**About this exercise:**
Look at the entries below and reproduce them exactly.

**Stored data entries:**
────────────────────

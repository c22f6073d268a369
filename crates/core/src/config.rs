use serde::{Deserialize, Serialize};
use std::{fmt, time::Duration};

pub const DEFAULT_MODEL: &str = "anthropic/claude-3.5-sonnet";
pub const DEFAULT_BASE_URL: &str = "https://openrouter.ai/api/v1";
pub const DEFAULT_REQUEST_TIMEOUT_SECS: u64 = 30;
pub const ENV_OPENROUTER_API_KEY: &str = "OPENROUTER_API_KEY";
pub const ENV_OPENROUTER_MODEL: &str = "OPENROUTER_MODEL";

#[derive(Clone, Serialize, Deserialize, PartialEq, Eq)]
pub struct ApiKey(String);

impl ApiKey {
    pub fn new<S: Into<String>>(value: S) -> Result<Self, ConfigError> {
        let v = value.into();
        if v.trim().is_empty() {
            return Err(ConfigError::EmptyApiKey);
        }
        Ok(Self(v))
    }

    pub fn expose(&self) -> &str {
        &self.0
    }
}

impl fmt::Debug for ApiKey {
    fn fmt(&self, f: &mut fmt::Formatter<'_>) -> fmt::Result {
        f.write_str("ApiKey(**redacted**)")
    }
}

#[derive(Clone, Debug, Serialize, Deserialize, PartialEq, Eq)]
pub struct ModelId(String);

impl ModelId {
    pub fn new<S: Into<String>>(value: S) -> Result<Self, ConfigError> {
        let v = value.into();
        if v.trim().is_empty() {
            return Err(ConfigError::EmptyModel);
        }
        Ok(Self(v))
    }

    pub fn as_str(&self) -> &str {
        &self.0
    }
}

impl Default for ModelId {
    fn default() -> Self {
        Self(DEFAULT_MODEL.to_owned())
    }
}

/// Immutable configuration for the external reasoning service. Holds no
/// per-request state, so one instance can be shared across concurrent
/// pipeline runs.
#[derive(Clone, Debug)]
pub struct EngineConfig {
    pub api_key: ApiKey,
    pub model: ModelId,
    pub base_url: String,
    pub request_timeout: Duration,
}

impl EngineConfig {
    pub fn new(api_key: ApiKey) -> Self {
        Self {
            api_key,
            model: ModelId::default(),
            base_url: DEFAULT_BASE_URL.to_owned(),
            request_timeout: Duration::from_secs(DEFAULT_REQUEST_TIMEOUT_SECS),
        }
    }

    pub fn with_model(mut self, model: ModelId) -> Self {
        self.model = model;
        self
    }

    pub fn with_base_url(mut self, base_url: String) -> Self {
        self.base_url = base_url;
        self
    }

    pub fn with_timeout(mut self, timeout: Duration) -> Self {
        self.request_timeout = timeout;
        self
    }
}

#[derive(thiserror::Error, Debug, Clone, PartialEq, Eq)]
pub enum ConfigError {
    #[error("api key must not be empty")]
    EmptyApiKey,
    #[error("model identifier must not be empty")]
    EmptyModel,
    #[error("api key not configured (set {ENV_OPENROUTER_API_KEY} or pass --api-key)")]
    MissingApiKey,
}

pub trait Env {
    fn var(&self, key: &str) -> Option<String>;
}

#[derive(Clone, Debug, Default)]
pub struct StdEnv;

impl Env for StdEnv {
    fn var(&self, key: &str) -> Option<String> {
        std::env::var(key).ok()
    }
}

#[derive(Clone, Debug, Default)]
pub struct MapEnv {
    vars: std::collections::BTreeMap<String, String>,
}

impl MapEnv {
    pub fn with_var(mut self, key: &str, value: &str) -> Self {
        self.vars.insert(key.to_owned(), value.to_owned());
        self
    }
}

impl Env for MapEnv {
    fn var(&self, key: &str) -> Option<String> {
        self.vars.get(key).cloned()
    }
}

pub fn resolve_api_key(
    cli_value: Option<String>,
    env_key: &str,
    env: &impl Env,
) -> Result<Option<ApiKey>, ConfigError> {
    match cli_value {
        Some(v) => Ok(Some(ApiKey::new(v)?)),
        None => match env.var(env_key) {
            Some(v) => Ok(Some(ApiKey::new(v)?)),
            None => Ok(None),
        },
    }
}

/// The credential is required before any network call is attempted;
/// absence is a fatal configuration error, not a soft failure.
pub fn require_api_key(
    cli_value: Option<String>,
    env: &impl Env,
) -> Result<ApiKey, ConfigError> {
    resolve_api_key(cli_value, ENV_OPENROUTER_API_KEY, env)?.ok_or(ConfigError::MissingApiKey)
}

#[cfg(test)]
mod tests {
    use super::*;

    #[test]
    fn api_key_cli_takes_precedence_over_env() {
        let env = MapEnv::default().with_var(ENV_OPENROUTER_API_KEY, "env-key");
        let key = require_api_key(Some("cli-key".to_owned()), &env).expect("present");
        assert_eq!(key.expose(), "cli-key");
    }

    #[test]
    fn api_key_env_used_when_cli_missing() {
        let env = MapEnv::default().with_var(ENV_OPENROUTER_API_KEY, "env-key");
        let key = require_api_key(None, &env).expect("present");
        assert_eq!(key.expose(), "env-key");
    }

    #[test]
    fn missing_api_key_is_fatal() {
        let env = MapEnv::default();
        assert_eq!(require_api_key(None, &env), Err(ConfigError::MissingApiKey));
    }

    #[test]
    fn empty_api_key_rejected() {
        assert_eq!(ApiKey::new("  "), Err(ConfigError::EmptyApiKey));
    }

    #[test]
    fn api_key_debug_is_redacted() {
        let key = ApiKey::new("sk-or-secret").expect("valid key");
        assert_eq!(format!("{key:?}"), "ApiKey(**redacted**)");
    }

    #[test]
    fn engine_config_defaults() {
        let cfg = EngineConfig::new(ApiKey::new("k").expect("valid key"));
        assert_eq!(cfg.model.as_str(), DEFAULT_MODEL);
        assert_eq!(cfg.base_url, DEFAULT_BASE_URL);
        assert_eq!(
            cfg.request_timeout,
            Duration::from_secs(DEFAULT_REQUEST_TIMEOUT_SECS)
        );
    }
}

────────────────────

**Output of the exercise:**
repository c22f6073d268a369
filename crates/core/src/config.rs
use serde::{Deserialize, Serialize};
use std::{fmt, time::Duration};

pub const DEFAULT_MODEL: &str = "anthropic/claude-3.5-sonnet";
pub const DEFAULT_BASE_URL: &str = "https://openrouter.ai/api/v1";
pub const DEFAULT_REQUEST_TIMEOUT_SECS: u64 = 30;
pub const ENV_OPENROUTER_API_KEY: &str = "OPENROUTER_API_KEY";
pub const ENV_OPENROUTER_MODEL: &str = "OPENROUTER_MODEL";

#[derive(Clone, Serialize, Deserialize, PartialEq, Eq)]
pub struct ApiKey(String);

impl ApiKey {
    pub fn new<S: Into<String>>(value: S) -> Result<Self, ConfigError> {
        let v = value.into();
        if v.trim().is_empty() {
            return Err(ConfigError::EmptyApiKey);
        }
        Ok(Self(v))
    }

    pub fn expose(&self) -> &str {
        &self.0
    }
}

impl fmt::Debug for ApiKey {
    fn fmt(&self, f: &mut fmt::Formatter<'_>) -> fmt::Result {
        f.write_str("ApiKey(**redacted**)")
    }
}

#[derive(Clone, Debug, Serialize, Deserialize, PartialEq, Eq)]
pub struct ModelId(String);

impl ModelId {
    pub fn new<S: Into<String>>(value: S) -> Result<Self, ConfigError> {
        let v = value.into();
        if v.trim().is_empty() {
            return Err(ConfigError::EmptyModel);
        }
        Ok(Self(v))
    }

    pub fn as_str(&self) -> &str {
        &self.0
    }
}

impl Default for ModelId {
    fn default() -> Self {
        Self(DEFAULT_MODEL.to_owned())
    }
}

/// Immutable configuration for the external reasoning service. Holds no
/// per-request state, so one instance can be shared across concurrent
/// pipeline runs.
#[derive(Clone, Debug)]
pub struct EngineConfig {
    pub api_key: ApiKey,
    pub model: ModelId,
    pub base_url: String,
    pub request_timeout: Duration,
}

impl EngineConfig {
    pub fn new(api_key: ApiKey) -> Self {
        Self {
            api_key,
            model: ModelId::default(),
            base_url: DEFAULT_BASE_URL.to_owned(),
            request_timeout: Duration::from_secs(DEFAULT_REQUEST_TIMEOUT_SECS),
        }
    }

    pub fn with_model(mut self, model: ModelId) -> Self {
        self.model = model;
        self
    }

    pub fn with_base_url(mut self, base_url: String) -> Self {
        self.base_url = base_url;
        self
    }

    pub fn with_timeout(mut self, timeout: Duration) -> Self {
        self.request_timeout = timeout;
        self
    }
}

#[derive(thiserror::Error, Debug, Clone, PartialEq, Eq)]
pub enum ConfigError {
    #[error("api key must not be empty")]
    EmptyApiKey,
    #[error("model identifier must not be empty")]
    EmptyModel,
    #[error("api key not configured (set {ENV_OPENROUTER_API_KEY} or pass --api-key)")]
    MissingApiKey,
}

pub trait Env {
    fn var(&self, key: &str) -> Option<String>;
}

#[derive(Clone, Debug, Default)]
pub struct StdEnv;

impl Env for StdEnv {
    fn var(&self, key: &str) -> Option<String> {
        std::env::var(key).ok()
    }
}

#[derive(Clone, Debug, Default)]
pub struct MapEnv {
    vars: std::collections::BTreeMap<String, String>,
}

impl MapEnv {
    pub fn with_var(mut self, key: &str, value: &str) -> Self {
        self.vars.insert(key.to_owned(), value.to_owned());
        self
    }
}

impl Env for MapEnv {
    fn var(&self, key: &str) -> Option<String> {
        self.vars.get(key).cloned()
    }
}

pub fn resolve_api_key(
    cli_value: Option<String>,
    env_key: &str,
    env: &impl Env,
) -> Result<Option<ApiKey>, ConfigError> {
    match cli_value {
        Some(v) => Ok(Some(ApiKey::new(v)?)),
        None => match env.var(env_key) {
            Some(v) => Ok(Some(ApiKey::new(v)?)),
            None => Ok(None),
        },
    }
}

/// The credential is required before any network call is attempted;
/// absence is a fatal configuration error, not a soft failure.
pub fn require_api_key(
    cli_value: Option<String>,
    env: &impl Env,
) -> Result<ApiKey, ConfigError> {
    resolve_api_key(cli_value, ENV_OPENROUTER_API_KEY, env)?.ok_or(ConfigError::MissingApiKey)
}

#[cfg(test)]
mod tests {
    use super::*;

    #[test]
    fn api_key_cli_takes_precedence_over_env() {
        let env = MapEnv::default().with_var(ENV_OPENROUTER_API_KEY, "env-key");
        let key = require_api_key(Some("cli-key".to_owned()), &env).expect("present");
        assert_eq!(key.expose(), "cli-key");
    }

    #[test]
    fn api_key_env_used_when_cli_missing() {
        let env = MapEnv::default().with_var(ENV_OPENROUTER_API_KEY, "env-key");
        let key = require_api_key(None, &env).expect("present");
        assert_eq!(key.expose(), "env-key");
    }

    #[test]
    fn missing_api_key_is_fatal() {
        let env = MapEnv::default();
        assert_eq!(require_api_key(None, &env), Err(ConfigError::MissingApiKey));
    }

    #[test]
    fn empty_api_key_rejected() {
        assert_eq!(ApiKey::new("  "), Err(ConfigError::EmptyApiKey));
    }

    #[test]
    fn api_key_debug_is_redacted() {
        let key = ApiKey::new("sk-or-secret").expect("valid key");
        assert_eq!(format!("{key:?}"), "ApiKey(**redacted**)");
    }

    #[test]
    fn engine_config_defaults() {
        let cfg = EngineConfig::new(ApiKey::new("k").expect("valid key"));
        assert_eq!(cfg.model.as_str(), DEFAULT_MODEL);
        assert_eq!(cfg.base_url, DEFAULT_BASE_URL);
        assert_eq!(
            cfg.request_timeout,
            Duration::from_secs(DEFAULT_REQUEST_TIMEOUT_SECS)
        );
    }
}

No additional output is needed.